**How to complete this task:**
Find each line of the entries with the string "title", please, and copy it.

**Input material:**
------------------------------

//! Task record and its status

use chrono::{DateTime, Utc};
use serde::{Deserialize, Serialize};

use super::entity::{Audit, impl_entity};

/// Where a task sits on the board
#[derive(Debug, Clone, Copy, PartialEq, Eq, Hash, Serialize, Deserialize, Default)]
#[serde(rename_all = "snake_case")]
pub enum TaskStatus {
    #[default]
    Todo,
    InProgress,
    Done,
}

impl std::fmt::Display for TaskStatus {
    fn fmt(&self, f: &mut std::fmt::Formatter<'_>) -> std::fmt::Result {
        match self {
            Self::Todo => write!(f, "todo"),
            Self::InProgress => write!(f, "in_progress"),
            Self::Done => write!(f, "done"),
        }
    }
}

impl std::str::FromStr for TaskStatus {
    type Err = String;

    fn from_str(s: &str) -> Result<Self, Self::Err> {
        match s.trim().to_lowercase().replace([' ', '-'], "_").as_str() {
            "todo" | "to_do" => Ok(Self::Todo),
            "in_progress" => Ok(Self::InProgress),
            "done" => Ok(Self::Done),
            other => Err(format!("unknown task status '{}'", other)),
        }
    }
}

/// A unit of work belonging to one team
#[derive(Debug, Clone, PartialEq, Serialize, Deserialize)]
pub struct Task {
    pub id: String,
    pub title: String,
    pub description: Option<String>,
    pub status: TaskStatus,
    pub due_date: DateTime<Utc>,
    /// Assigned user id
    pub assigned_to: Option<String>,
    /// Owning team id; also the event group for this task
    pub team_id: String,
    pub audit: Audit,
}

impl_entity!(Task, "task");

impl Task {
    /// Create an unsaved task; the repository assigns the id
    pub fn new(title: impl Into<String>, team_id: impl Into<String>, due_date: DateTime<Utc>) -> Self {
        Self {
            id: String::new(),
            title: title.into(),
            description: None,
            status: TaskStatus::Todo,
            due_date,
            assigned_to: None,
            team_id: team_id.into(),
            audit: Audit::default(),
        }
    }

    pub fn with_description(mut self, description: impl Into<String>) -> Self {
        self.description = Some(description.into());
        self
    }

    pub fn with_assignee(mut self, user_id: impl Into<String>) -> Self {
        self.assigned_to = Some(user_id.into());
        self
    }

    pub fn with_status(mut self, status: TaskStatus) -> Self {
        self.status = status;
        self
    }
}

/// What deleted-task subscribers receive; the row itself may already be gone
#[derive(Debug, Clone, PartialEq, Eq, Serialize, Deserialize)]
pub struct DeletedTaskNotification {
    pub task_id: String,
    pub deleted: bool,
}

impl DeletedTaskNotification {
    pub fn new(task_id: impl Into<String>) -> Self {
        Self {
            task_id: task_id.into(),
            deleted: true,
        }
    }
}
//! TeamService - teams and their membership

use serde::{Deserialize, Serialize};
use tracing::{debug, info};

use super::error::{ServiceError, ServiceResult};
use crate::domain::{Audit, Team};
use crate::loader::RequestContext;
use crate::repo::Repositories;

#[derive(Debug, Clone, Default, Deserialize)]
pub struct CreateTeamInput {
    pub name: String,
    pub description: Option<String>,
}

/// Partial update; listed assignees join the team, current members stay
#[derive(Debug, Clone, Default, Deserialize)]
pub struct UpdateTeamInput {
    pub id: String,
    pub name: Option<String>,
    pub description: Option<String>,
    #[serde(default)]
    pub assignees: Vec<String>,
}

/// A team the acting user belongs to, with its head count
#[derive(Debug, Clone, PartialEq, Serialize)]
pub struct TeamSummary {
    #[serde(flatten)]
    pub team: Team,
    pub member_count: usize,
}

#[derive(Clone)]
pub struct TeamService {
    repos: Repositories,
}

impl TeamService {
    pub fn new(repos: Repositories) -> Self {
        Self { repos }
    }

    /// Create a team; the acting user, if any, becomes its first member
    pub async fn create_team(&self, ctx: &RequestContext, input: CreateTeamInput) -> ServiceResult<Team> {
        debug!(request_id = %ctx.request_id(), name = %input.name, "create_team: called");
        let name = input.name.trim();
        if name.is_empty() {
            return Err(ServiceError::bad_request("Team name must not be empty"));
        }

        let mut team = Team::new(name);
        team.description = input.description;
        team.audit = Audit::new(ctx.actor().map(str::to_string));
        let team = self.repos.teams.create(team).await?;

        let creator = match ctx.actor() {
            Some(actor) => self.repos.users.find_by_id(actor).await?,
            None => None,
        };
        let team = match creator {
            Some(user) => self.add_member(ctx, &team.id, &user.id).await?,
            None => team,
        };
        info!(team_id = %team.id, name = %team.name, "create_team: created");
        Ok(team)
    }

    /// Rename or redescribe a team and add the listed assignees
    ///
    /// Every assignee is checked before anything is written.
    pub async fn update_team(&self, ctx: &RequestContext, input: UpdateTeamInput) -> ServiceResult<Team> {
        debug!(request_id = %ctx.request_id(), team_id = %input.id, assignees = input.assignees.len(), "update_team: called");
        let mut team = self
            .repos
            .teams
            .find_by_id(&input.id)
            .await?
            .ok_or_else(|| ServiceError::not_found("Team not found"))?;

        let known = self.repos.users.find_many_by_ids(&input.assignees).await?;
        if let Some(missing) = input.assignees.iter().find(|id| !known.iter().any(|u| &u.id == *id)) {
            return Err(ServiceError::bad_request(format!("User not found: {}", missing)));
        }

        if let Some(name) = input.name {
            let name = name.trim();
            if name.is_empty() {
                return Err(ServiceError::bad_request("Team name must not be empty"));
            }
            team.name = name.to_string();
        }
        if let Some(description) = input.description {
            team.description = Some(description);
        }
        team.audit.touch(ctx.actor().map(str::to_string));
        let mut team = self.repos.teams.update(team).await?;

        for user_id in &input.assignees {
            team = self.add_member(ctx, &team.id, user_id).await?;
        }
        if let Some(loaders) = ctx.try_loaders() {
            loaders.teams.clear(&team.id);
        }
        info!(team_id = %team.id, members = team.member_ids.len(), "update_team: updated");
        Ok(team)
    }

    /// One team by id, through the request's team loader
    pub async fn team(&self, ctx: &RequestContext, id: &str) -> ServiceResult<Team> {
        debug!(request_id = %ctx.request_id(), team_id = %id, "team: called");
        ctx.loaders()
            .teams
            .load(id.to_string())
            .await?
            .ok_or_else(|| ServiceError::not_found("Team not found"))
    }

    /// All teams, newest first
    pub async fn teams(&self, ctx: &RequestContext) -> ServiceResult<Vec<Team>> {
        debug!(request_id = %ctx.request_id(), "teams: called");
        Ok(self.repos.teams.list().await?)
    }

    /// Teams the acting user is a member of, newest first
    pub async fn teams_for_actor(&self, ctx: &RequestContext) -> ServiceResult<Vec<TeamSummary>> {
        let Some(actor) = ctx.actor() else {
            return Err(ServiceError::unauthorized("unauthorized: no acting user"));
        };
        debug!(request_id = %ctx.request_id(), %actor, "teams_for_actor: called");

        let summaries = self
            .repos
            .teams
            .list()
            .await?
            .into_iter()
            .filter(|team| team.has_member(actor))
            .map(|team| TeamSummary {
                member_count: team.member_ids.len(),
                team,
            })
            .collect();
        Ok(summaries)
    }

    /// Add `user_id` to the team, keeping both sides of the membership in step
    ///
    /// Adding an existing member is a no-op.
    pub async fn add_member(&self, ctx: &RequestContext, team_id: &str, user_id: &str) -> ServiceResult<Team> {
        debug!(request_id = %ctx.request_id(), %team_id, %user_id, "add_member: called");
        let mut team = self
            .repos
            .teams
            .find_by_id(team_id)
            .await?
            .ok_or_else(|| ServiceError::not_found("Team not found"))?;
        let mut user = self
            .repos
            .users
            .find_by_id(user_id)
            .await?
            .ok_or_else(|| ServiceError::bad_request("User not found"))?;

        if team.has_member(user_id) {
            return Ok(team);
        }

        let actor = ctx.actor().map(str::to_string);
        team.member_ids.push(user.id.clone());
        team.audit.touch(actor.clone());
        let team = self.repos.teams.update(team).await?;

        if !user.team_ids.iter().any(|id| id == team_id) {
            user.team_ids.push(team.id.clone());
            user.audit.touch(actor);
            self.repos.users.update(user).await?;
        }

        if let Some(loaders) = ctx.try_loaders() {
            loaders.teams.clear(&team.id);
            loaders.users.clear(&user_id.to_string());
        }
        Ok(team)
    }
}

------------------------------

**Solution for this task:**
    pub title: String,
    pub fn new(title: impl Into<String>, team_id: impl Into<String>, due_date: DateTime<Utc>) -> Self {
            title: title.into(),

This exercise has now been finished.